Exercise requirements -> As the answer, give a copy of each line below that includes the word "SourceSummary".

════════

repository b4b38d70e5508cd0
pub mod energy;
pub mod handlers;
pub mod models;
mod routes;

use std::sync::Arc;

use energy_store::ReadingStore;

pub use routes::create_router;

/// State shared by every handler.
#[derive(Clone)]
pub struct AppState {
    pub store: Arc<ReadingStore>,
}
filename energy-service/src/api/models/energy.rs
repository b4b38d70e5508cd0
use energy_store::{Reading, SourceInfo, SourceSummary};
use serde::{Deserialize, Serialize};

/// Query string accepted by the read endpoints. Empty values count as absent.
#[derive(Debug, Default, Deserialize)]
pub struct EnergyQuery {
    pub source_id: Option<String>,
    pub from: Option<String>,
    pub to: Option<String>,
}

impl EnergyQuery {
    pub fn source_id(&self) -> Option<&str> {
        non_blank(&self.source_id)
    }

    pub fn from_bound(&self) -> Option<&str> {
        non_blank(&self.from)
    }

    pub fn to_bound(&self) -> Option<&str> {
        non_blank(&self.to)
    }
}

fn non_blank(value: &Option<String>) -> Option<&str> {
    value.as_deref().map(str::trim).filter(|s| !s.is_empty())
}

#[derive(Debug, Serialize)]
pub struct IngestResponse {
    pub status: &'static str,
    pub received: Reading,
}

#[derive(Debug, Serialize)]
pub struct ReadingsResponse {
    pub readings: Vec<Reading>,
}

#[derive(Debug, Serialize)]
pub struct SummaryResponse {
    pub summaries: Vec<SourceSummary>,
}

#[derive(Debug, Serialize)]
pub struct SourcesResponse {
    pub sources: Vec<SourceInfo>,
}
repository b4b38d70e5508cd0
use anyhow::Context;
use serde::Deserialize;
use std::{
    fs,
    path::{Path, PathBuf},
};

const CONFIG_ENV: &str = "ENERGY_CONFIG";
const BIND_ADDR_ENV: &str = "ENERGY_BIND_ADDR";
const DEFAULT_CONFIG_PATH: &str = "energy-config.toml";

#[derive(Debug, Clone, Deserialize)]
pub struct ServerConfig {
    #[serde(default = "default_bind_addr")]
    pub bind_addr: String,
    #[serde(default = "default_max_body_bytes")]
    pub max_body_bytes: usize,
}

impl Default for ServerConfig {
    fn default() -> Self {
        Self {
            bind_addr: default_bind_addr(),
            max_body_bytes: default_max_body_bytes(),
        }
    }
}

fn default_bind_addr() -> String {
    "0.0.0.0:8080".into()
}

fn default_max_body_bytes() -> usize {
    64 * 1024
}

/// NDJSON file loaded into the store before the listener opens.
#[derive(Debug, Clone, Deserialize)]
pub struct SeedConfig {
    pub path: PathBuf,
}

#[derive(Debug, Clone, Deserialize)]
pub struct MetricsConfig {
    pub bind_addr: String,
}

#[derive(Debug, Clone, Default, Deserialize)]
pub struct AppConfig {
    #[serde(default)]
    pub server: ServerConfig,
    pub seed: Option<SeedConfig>,
    pub metrics: Option<MetricsConfig>,
}

impl AppConfig {
    /// Load from `$ENERGY_CONFIG`, else `energy-config.toml` when present,
    /// else built-in defaults. `$ENERGY_BIND_ADDR` overrides the bind address.
    pub fn load() -> anyhow::Result<Self> {
        use std::env;

        let mut cfg = match env::var(CONFIG_ENV) {
            Ok(path) => Self::from_path(&path)?,
            Err(_) if Path::new(DEFAULT_CONFIG_PATH).exists() => {
                Self::from_path(DEFAULT_CONFIG_PATH)?
            }
            Err(_) => {
                tracing::info!("no config file found, using defaults");
                Self::default()
            }
        };

        if let Ok(addr) = env::var(BIND_ADDR_ENV) {
            cfg.server.bind_addr = addr;
        }

        Ok(cfg)
    }

    pub fn from_path(path: impl AsRef<Path>) -> anyhow::Result<Self> {
        let path = path.as_ref();
        let contents = fs::read_to_string(path)
            .with_context(|| format!("failed to read config file {}", path.display()))?;
        Self::from_toml_str(&contents)
            .with_context(|| format!("failed to parse config file {}", path.display()))
    }

    pub fn from_toml_str(contents: &str) -> anyhow::Result<Self> {
        let cfg: AppConfig = toml::from_str(contents)?;
        Ok(cfg)
    }
}

#[cfg(test)]
mod tests {
    use super::*;

    #[test]
    fn empty_document_yields_defaults() {
        let cfg = AppConfig::from_toml_str("").unwrap();
        assert_eq!(cfg.server.bind_addr, "0.0.0.0:8080");
        assert_eq!(cfg.server.max_body_bytes, 65536);
        assert!(cfg.seed.is_none());
        assert!(cfg.metrics.is_none());
    }

    #[test]
    fn parses_all_sections() {
        let cfg = AppConfig::from_toml_str(
            r#"
            [server]
            bind_addr = "127.0.0.1:9000"
            max_body_bytes = 1024

            [seed]
            path = "readings.ndjson"

            [metrics]
            bind_addr = "127.0.0.1:9100"
            "#,
        )
        .unwrap();

        assert_eq!(cfg.server.bind_addr, "127.0.0.1:9000");
        assert_eq!(cfg.server.max_body_bytes, 1024);
        assert_eq!(cfg.seed.unwrap().path, PathBuf::from("readings.ndjson"));
        assert_eq!(cfg.metrics.unwrap().bind_addr, "127.0.0.1:9100");
    }

    #[test]
    fn partial_server_section_keeps_other_defaults() {
        let cfg = AppConfig::from_toml_str("[server]\nmax_body_bytes = 10\n").unwrap();
        assert_eq!(cfg.server.bind_addr, "0.0.0.0:8080");
        assert_eq!(cfg.server.max_body_bytes, 10);
    }

    #[test]
    fn missing_file_is_an_error() {
        assert!(AppConfig::from_path("/definitely/not/here.toml").is_err());
    }
}
use anyhow::Context;
use axum::{routing::get, Router};
use metrics_exporter_prometheus::{PrometheusBuilder, PrometheusHandle};
use once_cell::sync::OnceCell;

static PROM_HANDLE: OnceCell<PrometheusHandle> = OnceCell::new();

/// Install the Prometheus recorder and serve `/metrics` on `bind_addr`.
pub async fn init(bind_addr: &str) -> anyhow::Result<()> {
    let handle = PrometheusBuilder::new()
        .install_recorder()
        .context("failed to install Prometheus metrics recorder")?;

    // Ignore error if the handle was already set; this should only be called once.
    let _ = PROM_HANDLE.set(handle);

    let listener = tokio::net::TcpListener::bind(bind_addr)
        .await
        .with_context(|| format!("failed to bind metrics listener on {bind_addr}"))?;
    tracing::info!(addr = %bind_addr, "metrics listener started");

    tokio::spawn(async move {
        let app = Router::new().route("/metrics", get(metrics_handler));
        if let Err(e) = axum::serve(listener, app).await {
            tracing::error!(error = %e, "metrics server error");
        }
    });

    Ok(())
}

async fn metrics_handler() -> String {
    PROM_HANDLE
        .get()
        .map(PrometheusHandle::render)
        .unwrap_or_default()
}
pub async fn health() -> &'static str {
    "OK"
}
pub mod api;
pub mod config;
pub mod error;
pub mod metrics_server;
pub mod observability;
pub mod sources;
pub mod transform;

pub use api::{create_router, AppState};
pub use error::ApiError;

════════

Response below ->
use energy_store::{Reading, SourceInfo, SourceSummary};
    pub summaries: Vec<SourceSummary>,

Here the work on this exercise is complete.